I now have a new problem which was hidden beneath. If the language
authorizes "a,bb" and "a,bbc", "a,bbc" is not accepted by my parser
since it already accepted "a,bb" and the "c" which is left triggers a
syntax error.
This time, "try" believes it succeeded but should not. I need more
look-ahead but I'm not sure how?
The problem is mentioned here:
http://www.cs.uu.nl/people/daan/download/parsec/parsec.html#notFollowedBy
Your whole parser is indeed failing, and again it is because of the "failing
after consuming some input" issue. For "a,bbc" your "bb" token parser consumes
the "bb" and then the dangling "c" causes the error.
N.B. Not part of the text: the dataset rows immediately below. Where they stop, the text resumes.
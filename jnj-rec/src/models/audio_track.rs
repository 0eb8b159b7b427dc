//! Audio track input model
//!
//! The pipeline never decodes audio itself. An [`AudioSource`] hands back
//! already-encoded bytes for a time window, ready to upload to a backend.

use async_trait::async_trait;
use std::fmt;
use std::sync::Arc;
use thiserror::Error;

/// Failure to produce audio bytes for a window
#[derive(Debug, Error)]
pub enum AudioSourceError {
    #[error("I/O error: {0}")]
    Io(#[from] std::io::Error),

    #[error("Window {start_ms}-{end_ms} ms is outside the source (duration {duration_ms} ms)")]
    OutOfRange {
        start_ms: u64,
        end_ms: u64,
        duration_ms: u64,
    },

    #[error("Encode error: {0}")]
    Encode(String),
}

/// Provider of encoded audio for arbitrary windows of one track
#[async_trait]
pub trait AudioSource: Send + Sync {
    /// Encoded bytes covering `[start_ms, end_ms)`
    async fn read_window(&self, start_ms: u64, end_ms: u64) -> Result<Vec<u8>, AudioSourceError>;
}

/// One audio track to recognize; immutable and owned by the caller
#[derive(Clone)]
pub struct AudioTrack {
    /// Stable identifier outcomes are recorded against (video id, file path, ...)
    pub id: String,
    pub duration_ms: u64,
    source: Arc<dyn AudioSource>,
}

impl AudioTrack {
    pub fn new(id: impl Into<String>, duration_ms: u64, source: Arc<dyn AudioSource>) -> Self {
        Self {
            id: id.into(),
            duration_ms,
            source,
        }
    }

    pub fn source(&self) -> &Arc<dyn AudioSource> {
        &self.source
    }
}

impl fmt::Debug for AudioTrack {
    fn fmt(&self, f: &mut fmt::Formatter<'_>) -> fmt::Result {
        f.debug_struct("AudioTrack")
            .field("id", &self.id)
            .field("duration_ms", &self.duration_ms)
            .finish_non_exhaustive()
    }
}
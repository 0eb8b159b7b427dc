//! Raw and merged detection models

use crate::models::segment::Segment;
use jnj_common::time::format_range;
use serde::{Deserialize, Serialize};

/// Track metadata returned by a recognition backend
#[derive(Debug, Clone, PartialEq, Default, Serialize, Deserialize)]
pub struct TrackMatch {
    pub title: String,
    pub artists: Vec<String>,
    pub album: Option<String>,
    /// Recording length reported by the backend
    pub duration_ms: Option<u64>,
    pub spotify_id: Option<String>,
    pub isrc: Option<String>,
    #[serde(default)]
    pub genres: Vec<String>,
    pub release_date: Option<String>,
}

impl TrackMatch {
    pub fn new(title: impl Into<String>, artist: impl Into<String>) -> Self {
        Self {
            title: title.into(),
            artists: vec![artist.into()],
            ..Default::default()
        }
    }

    /// Artists joined for display ("A, B")
    pub fn artist_display(&self) -> String {
        self.artists.join(", ")
    }
}

/// Result of recognizing one segment
#[derive(Debug, Clone, Serialize, Deserialize)]
pub struct RawDetection {
    pub segment: Segment,
    /// `None` on no-match
    pub track: Option<TrackMatch>,
    /// Backend score normalized to 0.0-1.0 (0.0 on no-match)
    pub confidence: f64,
    /// Backend identifier ("acrcloud", "audd", ...)
    pub backend: String,
    /// Backend response body, kept opaque for auditing
    pub raw: Option<serde_json::Value>,
}

impl RawDetection {
    pub fn matched(
        segment: Segment,
        track: TrackMatch,
        confidence: f64,
        backend: impl Into<String>,
        raw: Option<serde_json::Value>,
    ) -> Self {
        Self {
            segment,
            track: Some(track),
            confidence,
            backend: backend.into(),
            raw,
        }
    }

    pub fn no_match(segment: Segment, backend: impl Into<String>) -> Self {
        Self {
            segment,
            track: None,
            confidence: 0.0,
            backend: backend.into(),
            raw: None,
        }
    }

    pub fn is_match(&self) -> bool {
        self.track.is_some()
    }
}

/// Near-duplicate note attached to a merged entry
#[derive(Debug, Clone, PartialEq, Serialize, Deserialize)]
pub struct ReviewFlag {
    /// Title of the neighbouring entry this one resembles
    pub similar_title: String,
    pub similar_artist: String,
    /// Normalized similarity of the two match keys
    pub similarity: f64,
}

/// One entry of a track's deduplicated, time-ordered track list
#[derive(Debug, Clone, PartialEq, Serialize, Deserialize)]
pub struct MergedDetection {
    pub track_id: String,
    /// Canonical metadata (taken from the highest-confidence supporting hit)
    pub track: TrackMatch,
    /// Earliest start of the supporting segments
    pub start_ms: u64,
    /// Latest end of the supporting segments
    pub end_ms: u64,
    pub first_segment: usize,
    pub last_segment: usize,
    pub supporting_count: usize,
    /// Maximum confidence among supporting detections
    pub confidence: f64,
    pub backend: String,
    /// Set when a neighbouring entry has a suspiciously similar title/artist
    pub review: Option<ReviewFlag>,
}

impl MergedDetection {
    pub fn title(&self) -> &str {
        &self.track.title
    }

    pub fn artist(&self) -> String {
        self.track.artist_display()
    }

    pub fn needs_review(&self) -> bool {
        self.review.is_some()
    }

    pub fn duration_ms(&self) -> u64 {
        self.end_ms.saturating_sub(self.start_ms)
    }

    pub fn time_label(&self) -> String {
        format_range(self.start_ms, self.end_ms)
    }
}
//! # jnj Common Library
//!
//! Shared code for the jnj music recognition tools:
//! - Error type used across crates
//! - TOML configuration loading and credential resolution
//! - Recognition event types and the broadcast event bus
//! - Timestamp formatting for reports

pub mod config;
pub mod error;
pub mod events;
pub mod time;

pub use error::{Error, Result};
pub use events::{EventBus, RecognitionEvent};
So you cannot commit to consuming the "bb" unless you know the rest of the
string is okay. There are a few ways to accomplish this. The first would be to
test whether "bb" is followed by "eof" or "comma" before accepting it. Another
solution is to try and parse what follows "bb" before accepting "bb".
A small fix would look like:
minilang' = do
string "a"
optional (try $ do {comma ; string "bb"; endToken})
optional (do {comma ; string "bbc"})
eof
return "OK"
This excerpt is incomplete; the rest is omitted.